TASK TO CARRY OUT: Each record below needs to be retyped exactly.
── ENTRIES SHOWN
//! quick-xml helpers shared by the RESX and XLIFF formats.

use quick_xml::{
    Reader, Writer,
    events::{BytesEnd, BytesStart, BytesText, Event},
};
use std::io::Write;

use crate::error::Error;

/// Returns the unescaped value of the attribute whose local name is `name`.
pub(super) fn attribute(e: &BytesStart<'_>, name: &[u8]) -> Result<Option<String>, Error> {
    for attr in e.attributes().with_checks(false) {
        let attr = attr.map_err(|e| Error::DataMismatch(e.to_string()))?;
        if attr.key.local_name().as_ref() == name {
            return Ok(Some(attr.unescape_value()?.into_owned()));
        }
    }
    Ok(None)
}

/// Reads everything up to the end of the element that was just opened and
/// returns its concatenated text, including text of nested elements.
pub(super) fn read_text_content(reader: &mut Reader<&[u8]>) -> Result<String, Error> {
    let mut depth = 0usize;
    let mut text = String::new();
    loop {
        match reader.read_event()? {
            Event::Start(_) => depth += 1,
            Event::End(_) if depth == 0 => return Ok(text),
            Event::End(_) => depth -= 1,
            Event::Text(e) => text.push_str(&e.unescape()?),
            Event::CData(e) => text.push_str(&cdata_text(&e)?),
            Event::Eof => {
                return Err(Error::DataMismatch(
                    "unexpected end of document inside an element".to_string(),
                ));
            }
            _ => {}
        }
    }
}

pub(super) fn cdata_text(bytes: &[u8]) -> Result<String, Error> {
    std::str::from_utf8(bytes)
        .map(str::to_string)
        .map_err(|e| Error::DataMismatch(format!("CDATA section is not UTF-8: {e}")))
}

/// Fails when a document ended with elements still open.
pub(super) fn ensure_closed(depth: usize) -> Result<(), Error> {
    if depth == 0 {
        Ok(())
    } else {
        Err(Error::DataMismatch(format!(
            "unexpected end of document: {depth} element(s) left open"
        )))
    }
}

/// Writes `<name>text</name>`.
pub(super) fn write_text_element<W: Write>(
    writer: &mut Writer<W>,
    name: &str,
    text: &str,
) -> Result<(), Error> {
    writer.write_event(Event::Start(BytesStart::new(name)))?;
    writer.write_event(Event::Text(BytesText::new(text)))?;
    writer.write_event(Event::End(BytesEnd::new(name)))?;
    Ok(())
}

#[cfg(test)]
mod tests {
    use super::*;

    #[test]
    fn test_read_text_content_concatenates_nested_text() {
        let mut reader = Reader::from_str("<target>Hello <g id=\"1\">big</g> &amp; <![CDATA[<world>]]></target>");
        match reader.read_event().unwrap() {
            Event::Start(_) => {}
            other => panic!("unexpected event {other:?}"),
        }
        let text = read_text_content(&mut reader).unwrap();
        assert_eq!(text, "Hello big & <world>");
    }

    #[test]
    fn test_read_text_content_fails_at_eof() {
        let mut reader = Reader::from_str("<value>never closed");
        reader.read_event().unwrap();
        assert!(read_text_content(&mut reader).is_err());
    }

    #[test]
    fn test_attribute_matches_local_name() {
        let mut reader = Reader::from_str(r#"<file xml:lang="fr" source-language="en"/>"#);
        match reader.read_event().unwrap() {
            Event::Empty(e) => {
                assert_eq!(attribute(&e, b"lang").unwrap().as_deref(), Some("fr"));
                assert_eq!(
                    attribute(&e, b"source-language").unwrap().as_deref(),
                    Some("en")
                );
                assert_eq!(attribute(&e, b"target-language").unwrap(), None);
            }
            other => panic!("unexpected event {other:?}"),
        }
    }

    #[test]
    fn test_write_text_element_escapes() {
        let mut writer = Writer::new(Vec::new());
        write_text_element(&mut writer, "value", "a < b & c").unwrap();
        let out = String::from_utf8(writer.into_inner()).unwrap();
        assert_eq!(out, "<value>a &lt; b &amp; c</value>");
    }
}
────
YOUR SOLUTION:
//! quick-xml helpers shared by the RESX and XLIFF formats.

use quick_xml::{
    Reader, Writer,
    events::{BytesEnd, BytesStart, BytesText, Event},
};
use std::io::Write;

use crate::error::Error;

/// Returns the unescaped value of the attribute whose local name is `name`.
pub(super) fn attribute(e: &BytesStart<'_>, name: &[u8]) -> Result<Option<String>, Error> {
    for attr in e.attributes().with_checks(false) {
        let attr = attr.map_err(|e| Error::DataMismatch(e.to_string()))?;
        if attr.key.local_name().as_ref() == name {
            return Ok(Some(attr.unescape_value()?.into_owned()));
        }
    }
    Ok(None)
}

/// Reads everything up to the end of the element that was just opened and
/// returns its concatenated text, including text of nested elements.
pub(super) fn read_text_content(reader: &mut Reader<&[u8]>) -> Result<String, Error> {
    let mut depth = 0usize;
    let mut text = String::new();
    loop {
        match reader.read_event()? {
            Event::Start(_) => depth += 1,
            Event::End(_) if depth == 0 => return Ok(text),
            Event::End(_) => depth -= 1,
            Event::Text(e) => text.push_str(&e.unescape()?),
            Event::CData(e) => text.push_str(&cdata_text(&e)?),
            Event::Eof => {
                return Err(Error::DataMismatch(
                    "unexpected end of document inside an element".to_string(),
                ));
            }
            _ => {}
        }
    }
}

pub(super) fn cdata_text(bytes: &[u8]) -> Result<String, Error> {
    std::str::from_utf8(bytes)
        .map(str::to_string)
        .map_err(|e| Error::DataMismatch(format!("CDATA section is not UTF-8: {e}")))
}

/// Fails when a document ended with elements still open.
pub(super) fn ensure_closed(depth: usize) -> Result<(), Error> {
    if depth == 0 {
        Ok(())
    } else {
        Err(Error::DataMismatch(format!(
            "unexpected end of document: {depth} element(s) left open"
        )))
    }
}

/// Writes `<name>text</name>`.
pub(super) fn write_text_element<W: Write>(
    writer: &mut Writer<W>,
    name: &str,
    text: &str,
) -> Result<(), Error> {
    writer.write_event(Event::Start(BytesStart::new(name)))?;
    writer.write_event(Event::Text(BytesText::new(text)))?;
    writer.write_event(Event::End(BytesEnd::new(name)))?;
    Ok(())
}

#[cfg(test)]
mod tests {
    use super::*;

    #[test]
    fn test_read_text_content_concatenates_nested_text() {
        let mut reader = Reader::from_str("<target>Hello <g id=\"1\">big</g> &amp; <![CDATA[<world>]]></target>");
        match reader.read_event().unwrap() {
            Event::Start(_) => {}
            other => panic!("unexpected event {other:?}"),
        }
        let text = read_text_content(&mut reader).unwrap();
        assert_eq!(text, "Hello big & <world>");
    }

    #[test]
    fn test_read_text_content_fails_at_eof() {
        let mut reader = Reader::from_str("<value>never closed");
        reader.read_event().unwrap();
        assert!(read_text_content(&mut reader).is_err());
    }

    #[test]
    fn test_attribute_matches_local_name() {
        let mut reader = Reader::from_str(r#"<file xml:lang="fr" source-language="en"/>"#);
        match reader.read_event().unwrap() {
            Event::Empty(e) => {
                assert_eq!(attribute(&e, b"lang").unwrap().as_deref(), Some("fr"));
                assert_eq!(
                    attribute(&e, b"source-language").unwrap().as_deref(),
                    Some("en")
                );
                assert_eq!(attribute(&e, b"target-language").unwrap(), None);
            }
            other => panic!("unexpected event {other:?}"),
        }
    }

    #[test]
    fn test_write_text_element_escapes() {
        let mut writer = Writer::new(Vec::new());
        write_text_element(&mut writer, "value", "a < b & c").unwrap();
        let out = String::from_utf8(writer.into_inner()).unwrap();
        assert_eq!(out, "<value>a &lt; b &amp; c</value>");
    }
}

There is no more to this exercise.